The revised time away policy is fundamentally the same for all undergraduate, graduate, and professional school students, with slight modifications related to school-specific differences. The policy and processes are the same for all medical reasons, including physical and mental health issues.
“I am deeply grateful to the students, staff, and faculty who provided input and helped us develop a policy that is supportive of students who need to take time away for medical reasons,” Kotz says. “This policy gives them agency and the opportunity to prioritize their health and wellness, facilitating a quicker recovery and ultimately enabling them to return to their studies and activities in better physical and mental health.”
When the policy goes into full effect in January, simple, clear procedures for students to follow as they take time away and return will be available on the Time Away website. The site also provides answers to frequently asked questions. Questions not addressed in the FAQs may be submitted via online form.
For more information about the time away policy, undergraduate information sessions are scheduled for 5 p.m. on Monday, Sept. 18, and 3 p.m. on Wednesday, Sept. 20, via Zoom; registration information will be available soon.
Graduate and professional school students may address questions to the following staff members:
- Thayer School of Engineering: Wilkinson@dartmouth.edu
- Geisel School of Medicine: C.Weinstein@dartmouth.edu
- Guarini School of Graduate and Advanced Studies: H.Landers@dartmouth.edu
- Tuck School of Business: O.Jaeger@dartmouth.edu
A Comprehensive Plan for Mental Health and Wellness
The time away policy is one of many steps Dartmouth is taking to improve student health and well-being, the outcome of a comprehensive review of Dartmouth’s mental health and well-being resources that began two years ago and included an external evaluation by the Jed Foundation.
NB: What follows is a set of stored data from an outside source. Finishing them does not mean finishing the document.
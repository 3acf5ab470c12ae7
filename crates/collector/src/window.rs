use chrono::{DateTime, Duration, DurationRound, Utc};
use serde::{Deserialize, Serialize};

use crate::{Error, Result};

/// The half-open interval `[start, end)` one collection run computes cost for.
#[derive(Debug, Clone, Copy, PartialEq, Eq, Serialize, Deserialize)]
pub struct Window {
    pub start: DateTime<Utc>,
    pub end: DateTime<Utc>,
}

impl Window {
    /// The window of `hours` length ending at the last full hour before `now`.
    pub fn ending_before(now: DateTime<Utc>, hours: u32) -> Result<Self> {
        if hours == 0 {
            return Err(Error::Config("window length must be at least one hour".into()));
        }
        let end = now
            .duration_trunc(Duration::hours(1))
            .map_err(|e| Error::Internal(format!("cannot truncate {} to the hour: {}", now, e)))?;
        Ok(Self {
            start: end - Duration::hours(i64::from(hours)),
            end,
        })
    }

    pub fn hours(&self) -> f64 {
        (self.end - self.start).num_seconds() as f64 / 3600.0
    }
}

#[cfg(test)]
mod tests {
    use super::*;
    use chrono::TimeZone;

    #[test]
    fn test_window_ends_at_last_full_hour() {
        let now = Utc.with_ymd_and_hms(2024, 3, 6, 14, 37, 12).unwrap();
        let window = Window::ending_before(now, 1).unwrap();
        assert_eq!(window.end, Utc.with_ymd_and_hms(2024, 3, 6, 14, 0, 0).unwrap());
        assert_eq!(window.start, Utc.with_ymd_and_hms(2024, 3, 6, 13, 0, 0).unwrap());
        assert_eq!(window.hours(), 1.0);
    }

    #[test]
    fn test_multi_hour_window() {
        let now = Utc.with_ymd_and_hms(2024, 3, 6, 2, 0, 0).unwrap();
        let window = Window::ending_before(now, 6).unwrap();
        assert_eq!(window.start, Utc.with_ymd_and_hms(2024, 3, 5, 20, 0, 0).unwrap());
        assert_eq!(window.hours(), 6.0);
    }

    #[test]
    fn test_zero_hours_rejected() {
        assert!(Window::ending_before(Utc::now(), 0).is_err());
    }
}
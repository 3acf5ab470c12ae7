use async_trait::async_trait;
use chrono::{DateTime, Utc};
use sqlx::postgres::{PgPoolOptions, PgRow};
use sqlx::{Pool, Postgres, Row};
use tracing::{debug, error, info, warn};

use crate::{
    store::{
        Alert, AllocationSnapshot, Budget, GroupType, Offender, OffenderScope, Store, Usage,
        WorkloadInventory,
    },
    Error, Result,
};

pub struct PostgresStore {
    pool: Pool<Postgres>,
}

impl PostgresStore {
    pub async fn new(connection_string: &str, max_connections: u32) -> Result<Self> {
        info!("Connecting to PostgreSQL database");

        let pool = PgPoolOptions::new()
            .max_connections(max_connections)
            .connect(connection_string)
            .await
            .map_err(|e| {
                error!("Failed to connect to PostgreSQL: {}", e);
                Error::Sqlx(e)
            })?;

        Ok(Self { pool })
    }
}

const SNAPSHOT_COLUMNS: &str = "id, window_start, window_end, group_type, group_key, \
     cpu_mcpu, mem_mib, cpu_cost_units, mem_cost_units, total_cost_units";

const BUDGET_COLUMNS: &str = "id, name, selector_type, selector_key, selector_value, period, \
     cpu_mcpu_limit, mem_mib_limit, warn_percent, enabled, webhook_secret_name, created_at, updated_at";

fn snapshot_from_row(r: &PgRow) -> Result<AllocationSnapshot> {
    Ok(AllocationSnapshot {
        id: r.get("id"),
        window_start: r.get("window_start"),
        window_end: r.get("window_end"),
        group_type: r.get::<String, _>("group_type").parse()?,
        group_key: r.get("group_key"),
        cpu_mcpu: r.get("cpu_mcpu"),
        mem_mib: r.get("mem_mib"),
        cpu_cost_units: r.get("cpu_cost_units"),
        mem_cost_units: r.get("mem_cost_units"),
        total_cost_units: r.get("total_cost_units"),
    })
}

fn budget_from_row(r: &PgRow) -> Result<Budget> {
    Ok(Budget {
        id: r.get("id"),
        name: r.get("name"),
        selector_type: r.get::<String, _>("selector_type").parse()?,
        selector_key: r.get("selector_key"),
        selector_value: r.get("selector_value"),
        period: r.get::<String, _>("period").parse()?,
        cpu_mcpu_limit: r.get("cpu_mcpu_limit"),
        mem_mib_limit: r.get("mem_mib_limit"),
        warn_percent: r.get("warn_percent"),
        enabled: r.get("enabled"),
        webhook_secret_name: r.get("webhook_secret_name"),
        created_at: r.get("created_at"),
        updated_at: r.get("updated_at"),
    })
}

#[async_trait]
impl Store for PostgresStore {
    async fn init(&self) -> Result<()> {
        info!("Running database migrations");

        sqlx::migrate!("./migrations/postgres")
            .run(&self.pool)
            .await
            .map_err(|e| {
                error!("Failed to run migrations: {}", e);
                Error::Migrate(e)
            })?;

        Ok(())
    }

    async fn upsert_snapshot(&self, snapshot: &AllocationSnapshot) -> Result<bool> {
        debug!("Saving snapshot: {}", snapshot.id);

        let result = sqlx::query(
            r#"
            INSERT INTO allocation_snapshots (
                id, window_start, window_end, group_type, group_key,
                cpu_mcpu, mem_mib, cpu_cost_units, mem_cost_units, total_cost_units
            ) VALUES ($1, $2, $3, $4, $5, $6, $7, $8, $9, $10)
            ON CONFLICT (window_start, window_end, group_type, group_key) DO NOTHING
            "#,
        )
        .bind(&snapshot.id)
        .bind(snapshot.window_start)
        .bind(snapshot.window_end)
        .bind(snapshot.group_type.to_string())
        .bind(&snapshot.group_key)
        .bind(snapshot.cpu_mcpu)
        .bind(snapshot.mem_mib)
        .bind(snapshot.cpu_cost_units)
        .bind(snapshot.mem_cost_units)
        .bind(snapshot.total_cost_units)
        .execute(&self.pool)
        .await?;

        Ok(result.rows_affected() > 0)
    }

    async fn find_snapshot(
        &self,
        window_start: DateTime<Utc>,
        window_end: DateTime<Utc>,
        group_type: GroupType,
        group_key: &str,
    ) -> Result<Option<AllocationSnapshot>> {
        debug!("Getting snapshot: {} {} {}", window_start, group_type, group_key);

        let sql = format!(
            "SELECT {} FROM allocation_snapshots \
             WHERE window_start = $1 AND window_end = $2 AND group_type = $3 AND group_key = $4",
            SNAPSHOT_COLUMNS
        );
        let row = sqlx::query(&sql)
            .bind(window_start)
            .bind(window_end)
            .bind(group_type.to_string())
            .bind(group_key)
            .fetch_optional(&self.pool)
            .await?;

        row.as_ref().map(snapshot_from_row).transpose()
    }

    async fn list_snapshots(&self, start: DateTime<Utc>, end: DateTime<Utc>) -> Result<Vec<AllocationSnapshot>> {
        let sql = format!(
            "SELECT {} FROM allocation_snapshots \
             WHERE window_start >= $1 AND window_end <= $2 \
             ORDER BY group_type, group_key, window_start",
            SNAPSHOT_COLUMNS
        );
        let rows = sqlx::query(&sql).bind(start).bind(end).fetch_all(&self.pool).await?;

        rows.iter().map(snapshot_from_row).collect()
    }

    async fn append_inventory(&self, row: &WorkloadInventory) -> Result<()> {
        debug!("Appending inventory: {}/{}/{}", row.namespace, row.kind, row.name);

        sqlx::query(
            r#"
            INSERT INTO workload_inventory (
                snapshot_id, namespace, kind, name, labels_json,
                cpu_request_mcpu, mem_request_mib, compliance_status, recorded_at
            ) VALUES ($1, $2, $3, $4, $5, $6, $7, $8, $9)
            "#,
        )
        .bind(&row.snapshot_id)
        .bind(&row.namespace)
        .bind(row.kind.to_string())
        .bind(&row.name)
        .bind(&row.labels_json)
        .bind(row.cpu_request_mcpu)
        .bind(row.mem_request_mib)
        .bind(row.compliance_status.to_string())
        .bind(row.recorded_at)
        .execute(&self.pool)
        .await?;

        Ok(())
    }

    async fn list_inventory(&self, snapshot_id: &str) -> Result<Vec<WorkloadInventory>> {
        let rows = sqlx::query(
            r#"
            SELECT id, snapshot_id, namespace, kind, name, labels_json,
                   cpu_request_mcpu, mem_request_mib, compliance_status, recorded_at
            FROM workload_inventory
            WHERE snapshot_id = $1
            ORDER BY id
            "#,
        )
        .bind(snapshot_id)
        .fetch_all(&self.pool)
        .await?;

        rows.iter()
            .map(|r| -> Result<WorkloadInventory> {
                Ok(WorkloadInventory {
                    id: Some(r.get("id")),
                    snapshot_id: r.get("snapshot_id"),
                    namespace: r.get("namespace"),
                    kind: r.get::<String, _>("kind").parse()?,
                    name: r.get("name"),
                    labels_json: r.get("labels_json"),
                    cpu_request_mcpu: r.get("cpu_request_mcpu"),
                    mem_request_mib: r.get("mem_request_mib"),
                    compliance_status: r.get::<String, _>("compliance_status").parse()?,
                    recorded_at: r.get("recorded_at"),
                })
            })
            .collect()
    }

    async fn query_usage(
        &self,
        group_type: GroupType,
        group_key: &str,
        start: DateTime<Utc>,
        end: DateTime<Utc>,
    ) -> Result<Usage> {
        debug!("Querying usage: {} {} [{}, {}]", group_type, group_key, start, end);

        let row = sqlx::query(
            r#"
            SELECT COALESCE(SUM(cpu_mcpu), 0)::BIGINT AS cpu,
                   COALESCE(SUM(mem_mib), 0)::BIGINT AS mem,
                   COALESCE(SUM(total_cost_units), 0)::DOUBLE PRECISION AS cost
            FROM allocation_snapshots
            WHERE group_type = $1 AND group_key = $2
              AND window_start >= $3 AND window_end <= $4
            "#,
        )
        .bind(group_type.to_string())
        .bind(group_key)
        .bind(start)
        .bind(end)
        .fetch_one(&self.pool)
        .await?;

        Ok(Usage {
            cpu_mcpu: row.get("cpu"),
            mem_mib: row.get("mem"),
            total_cost_units: row.get("cost"),
        })
    }

    async fn query_top_offenders(
        &self,
        scope: &OffenderScope,
        start: DateTime<Utc>,
        end: DateTime<Utc>,
        limit: i64,
    ) -> Result<Vec<Offender>> {
        debug!("Querying top offenders: {:?} [{}, {}] limit={}", scope, start, end, limit);

        let (inventory_filter, limit_param) = match scope {
            OffenderScope::Team { .. } => ("(labels_json::jsonb ->> $3) = $4", "$5"),
            OffenderScope::Namespace(_) => ("namespace = $3", "$4"),
        };
        let sql = format!(
            r#"
            SELECT s.group_key AS app_key,
                   COALESCE(SUM(s.cpu_mcpu), 0)::BIGINT AS cpu,
                   COALESCE(SUM(s.mem_mib), 0)::BIGINT AS mem,
                   COALESCE(SUM(s.total_cost_units), 0)::DOUBLE PRECISION AS total_cost
            FROM allocation_snapshots s
            WHERE s.group_type = 'APP'
              AND s.window_start >= $1 AND s.window_end <= $2
              AND s.id IN (SELECT snapshot_id FROM workload_inventory WHERE {})
            GROUP BY s.group_key
            ORDER BY total_cost DESC, s.group_key ASC
            LIMIT {}
            "#,
            inventory_filter, limit_param
        );

        let query = sqlx::query(&sql).bind(start).bind(end);
        let query = match scope {
            OffenderScope::Team { label_key, value } => query.bind(label_key.clone()).bind(value.clone()),
            OffenderScope::Namespace(namespace) => query.bind(namespace.clone()),
        };
        let rows = query.bind(limit).fetch_all(&self.pool).await?;

        Ok(rows
            .iter()
            .map(|r| Offender {
                app_key: r.get("app_key"),
                cpu_mcpu: r.get("cpu"),
                mem_mib: r.get("mem"),
                total_cost_units: r.get("total_cost"),
            })
            .collect())
    }

    async fn save_budget(&self, budget: &Budget) -> Result<()> {
        debug!("Saving budget: {}", budget.id);

        sqlx::query(
            r#"
            INSERT INTO budgets (
                id, name, selector_type, selector_key, selector_value, period,
                cpu_mcpu_limit, mem_mib_limit, warn_percent, enabled,
                webhook_secret_name, created_at, updated_at
            ) VALUES ($1, $2, $3, $4, $5, $6, $7, $8, $9, $10, $11, $12, $13)
            ON CONFLICT (id) DO UPDATE SET
                name = EXCLUDED.name,
                selector_type = EXCLUDED.selector_type,
                selector_key = EXCLUDED.selector_key,
                selector_value = EXCLUDED.selector_value,
                period = EXCLUDED.period,
                cpu_mcpu_limit = EXCLUDED.cpu_mcpu_limit,
                mem_mib_limit = EXCLUDED.mem_mib_limit,
                warn_percent = EXCLUDED.warn_percent,
                enabled = EXCLUDED.enabled,
                webhook_secret_name = EXCLUDED.webhook_secret_name,
                updated_at = EXCLUDED.updated_at
            "#,
        )
        .bind(&budget.id)
        .bind(&budget.name)
        .bind(budget.selector_type.to_string())
        .bind(&budget.selector_key)
        .bind(&budget.selector_value)
        .bind(budget.period.to_string())
        .bind(budget.cpu_mcpu_limit)
        .bind(budget.mem_mib_limit)
        .bind(budget.warn_percent)
        .bind(budget.enabled)
        .bind(&budget.webhook_secret_name)
        .bind(budget.created_at)
        .bind(budget.updated_at)
        .execute(&self.pool)
        .await?;

        Ok(())
    }

    async fn list_enabled_budgets(&self) -> Result<Vec<Budget>> {
        let sql = format!(
            "SELECT {} FROM budgets WHERE enabled = TRUE ORDER BY name",
            BUDGET_COLUMNS
        );
        let rows = sqlx::query(&sql).fetch_all(&self.pool).await?;

        let mut budgets = Vec::with_capacity(rows.len());
        for row in &rows {
            match budget_from_row(row) {
                Ok(budget) => budgets.push(budget),
                Err(e) => warn!("Skipping budget {}: {}", row.get::<String, _>("id"), e),
            }
        }
        Ok(budgets)
    }

    async fn append_alert(&self, alert: &Alert) -> Result<()> {
        debug!("Saving alert: {}", alert.id);

        let details_json = serde_json::to_string(&alert.details)?;

        sqlx::query(
            r#"
            INSERT INTO alerts (id, timestamp, severity, budget_name, message, details_json)
            VALUES ($1, $2, $3, $4, $5, $6)
            "#,
        )
        .bind(&alert.id)
        .bind(alert.timestamp)
        .bind(alert.severity.to_string())
        .bind(&alert.budget_name)
        .bind(&alert.message)
        .bind(details_json)
        .execute(&self.pool)
        .await?;

        Ok(())
    }

    async fn list_alerts(&self, limit: i64) -> Result<Vec<Alert>> {
        let rows = sqlx::query(
            r#"
            SELECT id, timestamp, severity, budget_name, message, details_json
            FROM alerts
            ORDER BY timestamp DESC
            LIMIT $1
            "#,
        )
        .bind(limit)
        .fetch_all(&self.pool)
        .await?;

        rows.iter()
            .map(|r| -> Result<Alert> {
                Ok(Alert {
                    id: r.get("id"),
                    timestamp: r.get("timestamp"),
                    severity: r.get::<String, _>("severity").parse()?,
                    budget_name: r.get("budget_name"),
                    message: r.get("message"),
                    details: serde_json::from_str(r.get("details_json"))?,
                })
            })
            .collect()
    }
}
Based on this review, Dartmouth next month will announce a student mental health strategic plan aimed at improving mental health and wellness. In addition to the time away policy, several elements of the strategic plan have already launched, including the elimination of fees related to Good Samaritan calls, the introduction of the 24/7 Uwill teletherapy service, and a doubling of counseling center staff over the past three years.
Dartmouth is in the process of hiring a chief health and wellness officer who will report to the president and oversee the Dartmouth College Health Service, the Student Wellness Center, and Employee Wellness while acting as a key adviser on all health matters affecting students, faculty, and staff.
“We look forward to continuing to build on the strength of the Dartmouth experience while pursuing new approaches to grappling with the mental health crisis facing young people today,” Kotz says. “Through our work—and the work of health care experts, physicians, policy makers and academics—we hope to bring about meaningful interventions that can save lives.”